Dobel Alhamdulillah

118

Oleh: Dahlan Iskan

Saya sengaja pilih tidur. Biar pun ternyata ok: habis maghrib sudah bisa tiba di Istanbul. Masih bisa ikut rame-rame malam tahun baru. Yang di Istanbul mestinya luar biasa.

“Tadi saya kira kita baru tiba setelah jam 00.00,” ujar Mustofa, sopir saya. “Saya tidak menyangka sudah ada otoban,” tambahnya.

Otoban adalah jalan tol. Nama resminya Otoyol. Nama resmi dalam bahasa Inggrisnya Motorway. Tapi semua orang Turki menyebutnya otoban. Mengadopsi jalan bebas hambatan di Jerman: Otobahn. Bedanya: Otobahn Jerman itu gratis.

Mustofa sendiri lahir di Jerman. Dari orang tua Turki. Lima juta orang Turki ada di Jerman. Termasuk Mesut Ozil (Arsenal) dan Emre Can (Liverpool yang entah di mana sekarang).

Hubungan Jerman – Turki memang mendalam. Di masa sulit dulu. Sejarah menyebut Jerman berhutang nyawa ke Turki. Yang selalu membantu Jerman. Dalam perang apa pun.

Bersama sopir Mustofa ini asyik. Masa kecilnya di Frankfurt. Ia pernah 20 tahun di Istanbul. Lalu pindah kerja ke Izmir.

Saat liburan ke Antalya ia jatuh cinta. Memilih rumah masa depan di Antalya.

“Istanbul terlalu ruwet,” katanya.

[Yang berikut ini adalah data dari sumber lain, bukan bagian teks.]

//! Istio Gateway serving Kubernetes Ingress resources
//!
//! `networking.istio.io` types are not part of `k8s-openapi`, so the object
//! goes through the dynamic pass. It only exists while the ingress gateway
//! does; disabling ingress removes it.

use std::sync::Arc;

use kube::api::{ApiResource, GroupVersionKind};
use kube::Resource;
use serde_json::json;

use super::naming::{object_labels, INGRESS};
use super::resources::target_namespace;
use crate::crd::GatewaySet;
use crate::engine::{DesiredState, DynamicResource, DynamicResourceWithDesiredState, Variant};
use crate::error::Result;

pub const K8S_INGRESS_GATEWAY_NAME: &str = "istio-autogenerated-k8s-ingress";

pub fn gateway_api_resource() -> ApiResource {
    ApiResource::from_gvk_with_plural(
        &GroupVersionKind::gvk("networking.istio.io", "v1alpha3", "Gateway"),
        "gateways",
    )
}

/// Handle for the Gateway object
pub fn k8s_ingress_resource(gws: &GatewaySet) -> Result<DynamicResource> {
    let ingress = Variant::new(INGRESS)?;
    Ok(
        DynamicResource::new(gateway_api_resource(), K8S_INGRESS_GATEWAY_NAME)
            .within(target_namespace(gws))
            .labels(object_labels(&ingress))
            .owned_by(gws.controller_owner_ref(&())),
    )
}

/// Present with an HTTP server on port 80 while the ingress gateway is
/// enabled, absent otherwise.
pub fn k8s_ingress_desired_state(gws: &GatewaySet) -> DesiredState {
    if !gws.spec.gateways.ingress.enabled {
        return DesiredState::Absent;
    }

    DesiredState::Present(json!({
        "spec": {
            "selector": { "istio": INGRESS },
            "servers": [{
                "port": { "number": 80, "protocol": "HTTP2", "name": "http" },
                "hosts": ["*"],
            }],
        }
    }))
}

pub fn k8s_ingress(gws: &Arc<GatewaySet>) -> DynamicResourceWithDesiredState {
    let for_resource = Arc::clone(gws);
    let for_state = Arc::clone(gws);
    DynamicResourceWithDesiredState::new(
        "k8sIngress",
        move || k8s_ingress_resource(&for_resource),
        move |_resource: &DynamicResource| Ok(k8s_ingress_desired_state(&for_state)),
    )
}

#[cfg(test)]
mod tests {
    use super::*;
    use crate::crd::GatewaySetSpec;
    use crate::engine::Identify;

    fn gateway_set(ingress_enabled: bool) -> GatewaySet {
        let mut spec = GatewaySetSpec::default();
        spec.gateways.ingress.enabled = ingress_enabled;
        let mut gws = GatewaySet::new("mesh", spec);
        gws.metadata.namespace = Some("istio-system".to_string());
        gws
    }

    #[test]
    fn test_handle_locates_istio_gateway() {
        let resource = k8s_ingress_resource(&gateway_set(true)).unwrap();
        let id = resource.resource_ref();

        assert_eq!(id.api_version(), "networking.istio.io/v1alpha3");
        assert_eq!(id.kind, "Gateway");
        assert_eq!(id.namespace.as_deref(), Some("istio-system"));
        assert_eq!(resource.api_resource.plural, "gateways");
        // no uid on the fixture, so no owner
        assert!(resource.owner_references.is_empty());
    }

    #[test]
    fn test_present_while_ingress_enabled() {
        let DesiredState::Present(body) = k8s_ingress_desired_state(&gateway_set(true)) else {
            panic!("expected the gateway to be present");
        };
        assert_eq!(body["spec"]["selector"]["istio"], "ingressgateway");
        assert_eq!(body["spec"]["servers"][0]["port"]["number"], 80);
    }

    #[test]
    fn test_absent_when_ingress_disabled() {
        assert_eq!(
            k8s_ingress_desired_state(&gateway_set(false)),
            DesiredState::Absent
        );
    }
}
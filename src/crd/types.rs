//! Shared types for the GatewaySet CRD

use std::collections::BTreeMap;

use k8s_openapi::api::core::v1::ResourceRequirements;
use k8s_openapi::apimachinery::pkg::util::intstr::IntOrString;
use schemars::JsonSchema;
use serde::{Deserialize, Serialize};

/// Configuration for both gateways plus the k8s ingress gateway object
#[derive(Clone, Debug, Default, Deserialize, Serialize, JsonSchema, PartialEq)]
#[serde(rename_all = "camelCase")]
pub struct GatewaysConfig {
    /// Ingress gateway (`ingressgateway` variant)
    #[serde(default)]
    pub ingress: GatewayConfiguration,

    /// Egress gateway (`egressgateway` variant)
    #[serde(default)]
    pub egress: GatewayConfiguration,

    /// Istio Gateway object serving Kubernetes Ingress resources
    #[serde(default)]
    pub k8s_ingress: K8sIngressConfig,
}

/// Per-gateway configuration
///
/// Ports and service type fall back to per-gateway defaults when unset: the
/// ingress gateway is exposed through a `LoadBalancer` service, the egress
/// gateway through `ClusterIP`.
#[derive(Clone, Debug, Deserialize, Serialize, JsonSchema, PartialEq)]
#[serde(rename_all = "camelCase")]
pub struct GatewayConfiguration {
    #[serde(default = "default_true")]
    pub enabled: bool,

    /// Initial replica count of the gateway Deployment
    #[serde(default = "default_replica_count")]
    pub replica_count: i32,

    /// Autoscaler lower bound
    #[serde(default = "default_min_replicas")]
    pub min_replicas: i32,

    /// Autoscaler upper bound
    #[serde(default = "default_max_replicas")]
    pub max_replicas: i32,

    /// Target average CPU utilization (1-100)
    #[serde(default = "default_target_cpu")]
    pub target_cpu_utilization_percentage: i32,

    /// Service type (LoadBalancer, NodePort, ClusterIP)
    #[serde(skip_serializing_if = "Option::is_none")]
    pub service_type: Option<String>,

    #[serde(default, skip_serializing_if = "BTreeMap::is_empty")]
    pub service_annotations: BTreeMap<String, String>,

    #[serde(default, skip_serializing_if = "BTreeMap::is_empty")]
    pub service_labels: BTreeMap<String, String>,

    #[serde(default, skip_serializing_if = "Vec::is_empty")]
    pub ports: Vec<GatewayPort>,

    /// Container resources of the gateway proxy
    #[serde(skip_serializing_if = "Option::is_none")]
    #[schemars(with = "Option<serde_json::Value>")]
    pub resources: Option<ResourceRequirements>,

    #[serde(default, skip_serializing_if = "BTreeMap::is_empty")]
    pub node_selector: BTreeMap<String, String>,
}

impl Default for GatewayConfiguration {
    fn default() -> Self {
        Self {
            enabled: true,
            replica_count: default_replica_count(),
            min_replicas: default_min_replicas(),
            max_replicas: default_max_replicas(),
            target_cpu_utilization_percentage: default_target_cpu(),
            service_type: None,
            service_annotations: BTreeMap::new(),
            service_labels: BTreeMap::new(),
            ports: Vec::new(),
            resources: None,
            node_selector: BTreeMap::new(),
        }
    }
}

fn default_true() -> bool {
    true
}

fn default_replica_count() -> i32 {
    1
}

fn default_min_replicas() -> i32 {
    1
}

fn default_max_replicas() -> i32 {
    5
}

fn default_target_cpu() -> i32 {
    80
}

/// A port exposed by a gateway Service and its proxy container
#[derive(Clone, Debug, Deserialize, Serialize, JsonSchema, PartialEq)]
#[serde(rename_all = "camelCase")]
pub struct GatewayPort {
    pub name: String,
    pub port: i32,

    /// Container port; defaults to `port`
    #[serde(skip_serializing_if = "Option::is_none")]
    pub target_port: Option<i32>,

    #[serde(default = "default_protocol")]
    pub protocol: String,
}

impl GatewayPort {
    pub fn new(name: &str, port: i32, target_port: i32) -> Self {
        Self {
            name: name.to_string(),
            port,
            target_port: Some(target_port),
            protocol: default_protocol(),
        }
    }

    pub fn container_port(&self) -> i32 {
        self.target_port.unwrap_or(self.port)
    }
}

fn default_protocol() -> String {
    "TCP".to_string()
}

/// Istio Gateway for Kubernetes Ingress traffic
#[derive(Clone, Debug, Default, Deserialize, Serialize, JsonSchema, PartialEq)]
#[serde(rename_all = "camelCase")]
pub struct K8sIngressConfig {
    #[serde(default)]
    pub enabled: bool,
}

/// Default PodDisruptionBudget applied to every gateway
#[derive(Clone, Debug, Default, Deserialize, Serialize, JsonSchema, PartialEq)]
#[serde(rename_all = "camelCase")]
pub struct PodDisruptionBudgetConfig {
    #[serde(default)]
    pub enabled: bool,

    /// Defaults to 1 when neither bound is set
    #[serde(skip_serializing_if = "Option::is_none")]
    #[schemars(with = "Option<serde_json::Value>")]
    pub min_available: Option<IntOrString>,

    #[serde(skip_serializing_if = "Option::is_none")]
    #[schemars(with = "Option<serde_json::Value>")]
    pub max_unavailable: Option<IntOrString>,
}

/// Reconciliation state reported in status
#[derive(Clone, Copy, Debug, Deserialize, Serialize, JsonSchema, PartialEq, Eq)]
pub enum ConfigState {
    Reconciling,
    Available,
    ReconcileFailed,
}

impl std::fmt::Display for ConfigState {
    fn fmt(&self, f: &mut std::fmt::Formatter<'_>) -> std::fmt::Result {
        match self {
            ConfigState::Reconciling => write!(f, "Reconciling"),
            ConfigState::Available => write!(f, "Available"),
            ConfigState::ReconcileFailed => write!(f, "ReconcileFailed"),
        }
    }
}

/// Kubernetes-style condition
#[derive(Clone, Debug, Deserialize, Serialize, JsonSchema, PartialEq)]
#[serde(rename_all = "camelCase")]
pub struct Condition {
    /// Type of condition (e.g., "Ready")
    #[serde(rename = "type")]
    pub type_: String,
    /// "True", "False", or "Unknown"
    pub status: String,
    pub last_transition_time: String,
    /// Machine-readable reason
    pub reason: String,
    pub message: String,
    #[serde(skip_serializing_if = "Option::is_none")]
    pub observed_generation: Option<i64>,
}
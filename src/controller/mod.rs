//! Controller module for GatewaySet reconciliation

pub mod conditions;
mod finalizers;
mod reconciler;

pub use finalizers::{cleanup_cluster_scoped, GATEWAY_SET_FINALIZER};
pub use reconciler::{run_controller, ControllerState};
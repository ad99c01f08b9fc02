use std::fmt;

/// Enough of an object's identity for an operator to find it in the cluster.
#[derive(Clone, Debug, PartialEq, Eq, PartialOrd, Ord, Hash)]
pub struct ResourceRef {
    pub group: String,
    pub version: String,
    pub kind: String,
    pub namespace: Option<String>,
    pub name: String,
}

impl ResourceRef {
    /// `apps/v1`, or just `v1` for the core group
    pub fn api_version(&self) -> String {
        if self.group.is_empty() {
            self.version.clone()
        } else {
            format!("{}/{}", self.group, self.version)
        }
    }
}

impl fmt::Display for ResourceRef {
    fn fmt(&self, f: &mut fmt::Formatter<'_>) -> fmt::Result {
        match &self.namespace {
            Some(ns) => write!(f, "{} {} {}/{}", self.kind, self.api_version(), ns, self.name),
            None => write!(f, "{} {} {}", self.kind, self.api_version(), self.name),
        }
    }
}

/// Anything a pass can report on when convergence fails.
pub trait Identify {
    fn resource_ref(&self) -> ResourceRef;
}
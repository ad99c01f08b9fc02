//! gateway-operator: Kubernetes operator for service mesh ingress/egress gateways
//!
//! A [`crd::GatewaySet`] declares a gateway pair. The [`engine`] expands its
//! resource builders over the enabled gateways and converges every object
//! through a [`k8sutil`] convergence primitive, either the live cluster or an
//! in-memory store.

pub mod config;
pub mod controller;
pub mod crd;
pub mod engine;
pub mod error;
pub mod gateways;
pub mod k8sutil;
pub mod telemetry;

pub use crate::error::{Error, Result};
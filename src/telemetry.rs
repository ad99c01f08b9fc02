//! OpenTelemetry tracing export
//!
//! Spans are exported over OTLP/gRPC to `OTEL_EXPORTER_OTLP_ENDPOINT`. The
//! caller decides whether to install the layer at all.

use opentelemetry::trace::TraceError;
use opentelemetry::KeyValue;
use opentelemetry_otlp::WithExportConfig;
use opentelemetry_sdk::{runtime, trace as sdktrace, Resource};
use tracing::Subscriber;
use tracing_opentelemetry::OpenTelemetryLayer;
use tracing_subscriber::registry::LookupSpan;

const SERVICE_NAME: &str = "gateway-operator";
const DEFAULT_ENDPOINT: &str = "http://localhost:4317";

/// Build the OTLP pipeline and a tracing layer feeding it.
///
/// `_subscriber` only pins the layer's subscriber type.
pub fn init_telemetry<S>(_subscriber: &S) -> Result<OpenTelemetryLayer<S, sdktrace::Tracer>, TraceError>
where
    S: Subscriber + for<'span> LookupSpan<'span>,
{
    let endpoint = std::env::var("OTEL_EXPORTER_OTLP_ENDPOINT")
        .unwrap_or_else(|_| DEFAULT_ENDPOINT.to_string());

    let tracer = opentelemetry_otlp::new_pipeline()
        .tracing()
        .with_exporter(
            opentelemetry_otlp::new_exporter()
                .tonic()
                .with_endpoint(endpoint),
        )
        .with_trace_config(sdktrace::config().with_resource(Resource::new(vec![
            KeyValue::new("service.name", SERVICE_NAME),
            KeyValue::new("service.version", env!("CARGO_PKG_VERSION")),
        ])))
        .install_batch(runtime::Tokio)?;

    Ok(tracing_opentelemetry::layer().with_tracer(tracer))
}

/// Flush pending spans
pub fn shutdown_telemetry() {
    opentelemetry::global::shutdown_tracer_provider();
}
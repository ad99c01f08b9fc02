//! Statically-typed objects managed by the typed pass

use k8s_openapi::api::apps::v1::Deployment;
use k8s_openapi::api::autoscaling::v2::HorizontalPodAutoscaler;
use k8s_openapi::api::core::v1::{Service, ServiceAccount};
use k8s_openapi::api::policy::v1::PodDisruptionBudget;
use k8s_openapi::api::rbac::v1::{ClusterRole, ClusterRoleBinding};
use kube::Resource;

use crate::engine::{Identify, ResourceRef};
use crate::error::Result;

/// One object of any kind the gateway builders produce.
#[derive(Clone, Debug, PartialEq)]
pub enum ManagedObject {
    ServiceAccount(ServiceAccount),
    ClusterRole(ClusterRole),
    ClusterRoleBinding(ClusterRoleBinding),
    Deployment(Deployment),
    Service(Service),
    HorizontalPodAutoscaler(HorizontalPodAutoscaler),
    PodDisruptionBudget(PodDisruptionBudget),
}

macro_rules! with_object {
    ($value:expr, $obj:ident => $body:expr) => {
        match $value {
            ManagedObject::ServiceAccount($obj) => $body,
            ManagedObject::ClusterRole($obj) => $body,
            ManagedObject::ClusterRoleBinding($obj) => $body,
            ManagedObject::Deployment($obj) => $body,
            ManagedObject::Service($obj) => $body,
            ManagedObject::HorizontalPodAutoscaler($obj) => $body,
            ManagedObject::PodDisruptionBudget($obj) => $body,
        }
    };
}

impl ManagedObject {
    /// Serialized form, including `apiVersion` and `kind`.
    pub fn to_value(&self) -> Result<serde_json::Value> {
        Ok(with_object!(self, obj => serde_json::to_value(obj)?))
    }

    /// Serialized form used to check and patch an existing object.
    ///
    /// A Deployment's `spec.replicas` is only set on create; afterwards the
    /// gateway's HorizontalPodAutoscaler owns it.
    pub fn to_update_value(&self) -> Result<serde_json::Value> {
        let mut value = self.to_value()?;
        if let ManagedObject::Deployment(_) = self {
            if let Some(spec) = value.get_mut("spec").and_then(serde_json::Value::as_object_mut) {
                spec.remove("replicas");
            }
        }
        Ok(value)
    }

    pub fn kind(&self) -> &'static str {
        match self {
            ManagedObject::ServiceAccount(_) => "ServiceAccount",
            ManagedObject::ClusterRole(_) => "ClusterRole",
            ManagedObject::ClusterRoleBinding(_) => "ClusterRoleBinding",
            ManagedObject::Deployment(_) => "Deployment",
            ManagedObject::Service(_) => "Service",
            ManagedObject::HorizontalPodAutoscaler(_) => "HorizontalPodAutoscaler",
            ManagedObject::PodDisruptionBudget(_) => "PodDisruptionBudget",
        }
    }

    pub fn name(&self) -> Option<&str> {
        with_object!(self, obj => obj.meta().name.as_deref())
    }

    pub fn labels(&self) -> Option<&std::collections::BTreeMap<String, String>> {
        with_object!(self, obj => obj.meta().labels.as_ref())
    }
}

/// Identity of a `k8s-openapi` object from its static type information.
pub fn typed_ref<K>(obj: &K) -> ResourceRef
where
    K: Resource<DynamicType = ()>,
{
    ResourceRef {
        group: K::group(&()).into_owned(),
        version: K::version(&()).into_owned(),
        kind: K::kind(&()).into_owned(),
        namespace: obj.meta().namespace.clone(),
        name: obj.meta().name.clone().unwrap_or_default(),
    }
}

impl Identify for ManagedObject {
    fn resource_ref(&self) -> ResourceRef {
        with_object!(self, obj => typed_ref(obj))
    }
}
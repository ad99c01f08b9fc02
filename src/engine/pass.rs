//! Fail-fast reconciliation passes

use std::fmt;

use async_trait::async_trait;
use tracing::{debug, info};

use super::dynamic::{BoundDynamic, DynamicResourceWithDesiredState};
use super::expand::Pending;
use super::identity::Identify;
use crate::error::{Error, Result};

/// Which convergence path a resource went through.
#[derive(Clone, Copy, Debug, PartialEq, Eq)]
pub enum Pass {
    Typed,
    Dynamic,
}

impl fmt::Display for Pass {
    fn fmt(&self, f: &mut fmt::Formatter<'_>) -> fmt::Result {
        match self {
            Pass::Typed => f.write_str("resource"),
            Pass::Dynamic => f.write_str("dynamic resource"),
        }
    }
}

/// What converging a single object did to the cluster.
#[derive(Clone, Copy, Debug, PartialEq, Eq)]
pub enum Outcome {
    Created,
    Updated,
    Deleted,
    Unchanged,
}

impl Outcome {
    pub fn is_write(self) -> bool {
        !matches!(self, Outcome::Unchanged)
    }
}

/// Write counts for one pass.
#[derive(Clone, Copy, Debug, Default, PartialEq, Eq)]
pub struct PassSummary {
    pub created: usize,
    pub updated: usize,
    pub deleted: usize,
    pub unchanged: usize,
}

impl PassSummary {
    fn record(&mut self, outcome: Outcome) {
        match outcome {
            Outcome::Created => self.created += 1,
            Outcome::Updated => self.updated += 1,
            Outcome::Deleted => self.deleted += 1,
            Outcome::Unchanged => self.unchanged += 1,
        }
    }

    pub fn writes(&self) -> usize {
        self.created + self.updated + self.deleted
    }

    pub fn total(&self) -> usize {
        self.writes() + self.unchanged
    }
}

/// Makes the live object match a constructed resource: create when absent,
/// update when divergent, leave alone when already matching.
///
/// Implementations own any retry policy; the passes never retry.
#[async_trait]
pub trait Converge<R: Sync + ?Sized>: Send + Sync {
    async fn converge(&self, resource: &R) -> Result<Outcome>;
}

/// Construct and converge `items` in order, stopping at the first failure.
///
/// Objects converged before the failure stay converged; nothing after it is
/// constructed or attempted.
pub async fn run_pass<R, C>(pass: Pass, items: &[Pending<R>], converger: &C) -> Result<PassSummary>
where
    R: Identify + Send + Sync,
    C: Converge<R> + ?Sized,
{
    let mut summary = PassSummary::default();

    for item in items {
        let resource = item.build().map_err(|source| Error::Construction {
            pass,
            origin: item.origin().to_string(),
            source: Box::new(source),
        })?;
        let id = resource.resource_ref();

        debug!(%pass, origin = item.origin(), resource = %id, "Converging");
        let outcome = converger
            .converge(&resource)
            .await
            .map_err(|source| Error::Reconcile {
                pass,
                origin: item.origin().to_string(),
                resource: id.clone(),
                source: Box::new(source),
            })?;

        if outcome.is_write() {
            info!(%pass, resource = %id, ?outcome, "Converged");
        }
        summary.record(outcome);
    }

    Ok(summary)
}

/// Typed pass over an expanded resource list.
pub async fn reconcile_all<R, C>(resources: &[Pending<R>], converger: &C) -> Result<PassSummary>
where
    R: Identify + Send + Sync,
    C: Converge<R> + ?Sized,
{
    run_pass(Pass::Typed, resources, converger).await
}

/// Dynamic pass; each item's desired-state function travels with its handle
/// into the convergence primitive.
pub async fn reconcile_dynamic<C>(
    items: &[DynamicResourceWithDesiredState],
    converger: &C,
) -> Result<PassSummary>
where
    C: Converge<BoundDynamic> + ?Sized,
{
    let pending: Vec<Pending<BoundDynamic>> = items.iter().map(|item| item.bind()).collect();
    run_pass(Pass::Dynamic, &pending, converger).await
}

#[cfg(test)]
mod tests {
    use super::*;
    use crate::engine::{
        expand, DesiredState, DynamicResource, ResourceBuilder, ResourceRef, Variant,
    };
    use kube::api::{ApiResource, GroupVersionKind};
    use std::sync::atomic::{AtomicUsize, Ordering};
    use std::sync::{Arc, Mutex};

    #[derive(Clone, Debug, PartialEq)]
    struct Widget {
        kind: &'static str,
        name: String,
    }

    impl Identify for Widget {
        fn resource_ref(&self) -> ResourceRef {
            ResourceRef {
                group: "test".to_string(),
                version: "v1".to_string(),
                kind: self.kind.to_string(),
                namespace: Some("ns".to_string()),
                name: self.name.clone(),
            }
        }
    }

    /// Converges into a vector; fails for the named object.
    #[derive(Default)]
    struct Store {
        seen: Mutex<Vec<String>>,
        fail_on: Option<String>,
    }

    #[async_trait]
    impl Converge<Widget> for Store {
        async fn converge(&self, resource: &Widget) -> Result<Outcome> {
            self.seen.lock().unwrap().push(resource.name.clone());
            if self.fail_on.as_deref() == Some(resource.name.as_str()) {
                return Err(Error::ConfigError("forbidden".to_string()));
            }
            Ok(Outcome::Created)
        }
    }

    #[async_trait]
    impl Converge<BoundDynamic> for Store {
        async fn converge(&self, resource: &BoundDynamic) -> Result<Outcome> {
            self.seen.lock().unwrap().push(resource.resource().name.clone());
            match resource.desired_state()? {
                DesiredState::Present(_) => Ok(Outcome::Created),
                DesiredState::Absent => Ok(Outcome::Unchanged),
            }
        }
    }

    fn builder(kind: &'static str, built: Arc<AtomicUsize>) -> ResourceBuilder<Widget> {
        ResourceBuilder::new(kind, move |v: &Variant| {
            built.fetch_add(1, Ordering::SeqCst);
            Ok(Widget {
                kind,
                name: format!("{v}-{}", kind.to_lowercase()),
            })
        })
    }

    fn variants() -> Vec<Variant> {
        vec![Variant::new("ingress").unwrap(), Variant::new("egress").unwrap()]
    }

    #[tokio::test]
    async fn test_pass_converges_in_order() {
        let built = Arc::new(AtomicUsize::new(0));
        let items = expand(
            &variants(),
            &[
                builder("ServiceAccount", built.clone()),
                builder("Deployment", built.clone()),
            ],
        );
        let store = Store::default();

        let summary = reconcile_all(&items, &store).await.unwrap();

        assert_eq!(summary.created, 4);
        assert_eq!(
            *store.seen.lock().unwrap(),
            vec![
                "ingress-serviceaccount",
                "ingress-deployment",
                "egress-serviceaccount",
                "egress-deployment",
            ]
        );
    }

    #[tokio::test]
    async fn test_pass_stops_at_first_failure() {
        let built = Arc::new(AtomicUsize::new(0));
        let items = expand(
            &variants(),
            &[
                builder("ServiceAccount", built.clone()),
                builder("Deployment", built.clone()),
            ],
        );
        let store = Store {
            fail_on: Some("ingress-deployment".to_string()),
            ..Default::default()
        };

        let err = reconcile_all(&items, &store).await.unwrap_err();

        // the two remaining egress items were never even constructed
        assert_eq!(built.load(Ordering::SeqCst), 2);
        assert_eq!(store.seen.lock().unwrap().len(), 2);

        let failed = err.failed_resource().expect("reconcile error");
        assert_eq!(failed.kind, "Deployment");
        assert_eq!(failed.name, "ingress-deployment");
        let msg = err.to_string();
        assert!(msg.contains("ingress/Deployment"), "{msg}");
    }

    #[tokio::test]
    async fn test_construction_error_names_origin() {
        let items = expand(
            &variants(),
            &[ResourceBuilder::new("broken", |v: &Variant| -> Result<Widget> {
                Err(Error::ValidationError(format!("{v} has no replicas")))
            })],
        );
        let store = Store::default();

        let err = reconcile_all(&items, &store).await.unwrap_err();

        assert!(matches!(err, Error::Construction { pass: Pass::Typed, .. }));
        assert!(err.to_string().contains("ingress/broken"), "{err}");
        assert!(store.seen.lock().unwrap().is_empty());
    }

    #[tokio::test]
    async fn test_empty_pass_succeeds() {
        let store = Store::default();
        let summary = reconcile_all::<Widget, _>(&[], &store).await.unwrap();
        assert_eq!(summary, PassSummary::default());
    }

    #[tokio::test]
    async fn test_dynamic_pass_evaluates_desired_state() {
        let ar = ApiResource::from_gvk(&GroupVersionKind::gvk("networking.istio.io", "v1alpha3", "Gateway"));
        let present_ar = ar.clone();
        let items = vec![
            DynamicResourceWithDesiredState::new(
                "present",
                move || Ok(DynamicResource::new(present_ar.clone(), "a").within("ns")),
                |_r: &DynamicResource| Ok(DesiredState::Present(serde_json::json!({}))),
            ),
            DynamicResourceWithDesiredState::new(
                "absent",
                move || Ok(DynamicResource::new(ar.clone(), "b").within("ns")),
                |_r: &DynamicResource| Ok(DesiredState::Absent),
            ),
        ];
        let store = Store::default();

        let summary = reconcile_dynamic(&items, &store).await.unwrap();

        assert_eq!(summary.created, 1);
        assert_eq!(summary.unchanged, 1);
        assert_eq!(summary.writes(), 1);
        assert_eq!(summary.total(), 2);
    }

    #[tokio::test]
    async fn test_dynamic_failure_is_wrapped_as_dynamic() {
        let ar = ApiResource::from_gvk(&GroupVersionKind::gvk("networking.istio.io", "v1alpha3", "Gateway"));
        let items = vec![DynamicResourceWithDesiredState::new(
            "gateway",
            move || Ok(DynamicResource::new(ar.clone(), "gw").within("ns")),
            |_r: &DynamicResource| Err(Error::ConfigError("no ingress".to_string())),
        )];

        let err = reconcile_dynamic(&items, &Store::default()).await.unwrap_err();

        assert!(matches!(err, Error::Reconcile { pass: Pass::Dynamic, .. }));
        let msg = err.to_string();
        assert!(msg.starts_with("failed to reconcile dynamic resource gateway (Gateway"), "{msg}");
        assert!(msg.ends_with("no ingress"), "{msg}");
    }
}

Maksudnya: kotanya terlalu besar. Dengan segala problem metropolitannya. “Izmir juga indah. Tapi kelembaban udara Antalya lebih baik,” katanya

Mustofa punya rumah empat kamar. Di apartemen lima lantai. Di Pusat kota Antalya.

“Setelah tiga putri saya kawin istri saya susah,” kata Mustofa. “Harus bersih-bersih empat kamar,” katanya.

Antalya adalah kota pantai khas mediteranian. Mirip Beirut atau Monaco. Pantai bertebing. Seperti Pecatu, Bali.

Saya tidak usah ragu dengan kemampuannya di belakang kemudi. Meski badannya ‘ndut’. Ia sudah beberapa kali ke Makkah. Jalan darat. Mengemudi bus. Istanbul – Makkah ia tempuh dalam lima hari. Lewat Baghdad. Pernah juga lewat Syiria dan Lebanon.

Mustofa lah yang akhirnya menemani saya ke Ephasus. Ke rumah Bunda Maria di sisa hidupnya. Setelah Jesus disalib.

Mustofa juga yang menemani saya ke Izmir. Yang ternyata saya juga ditunggu mahasiswa kita di sana. Yang juga harus minta maaf. Tidak sempat menemui mereka.

Sebagai orang Antalya, Mustofa tidak tahu kalau sudah ada Otoyol. Antara Izmir – Bursa. Hampir 100 Km. Yang diingatnya dulu perlu waktu tiga jam. Gunung-gunung ditembus terowongan. Otoyolnya tiga jalur di setiap arahnya.

Menjelang Bursa memang harus masuk jalan lama lagi. Tapi sebenarnya tidak kalah dengan Otoyol. Kualitas jalan umum di Turki mirip jalan tol kita. Bahkan lebih mulus. Hanya sesekali harus terkena lampu merah. Saat melewati kota-kotanya.

Dari Bursa ke Istanbul pun kini sudah sepenuhnya Otoyol. Mustofa juga belum tahu itu. Baru dibuka 1 Desember lalu. Di jalur ini harus dibangun jembatan panjang. Melintasi tekukan laut Marmara. Lalu masuk terowongan Bosphorus. Yang panjangnya 5 Km. Yang dalamnya 106 meter di bawah daras laut. Yakni laut sempit yang memisahkan benua Asia dengan Eropa.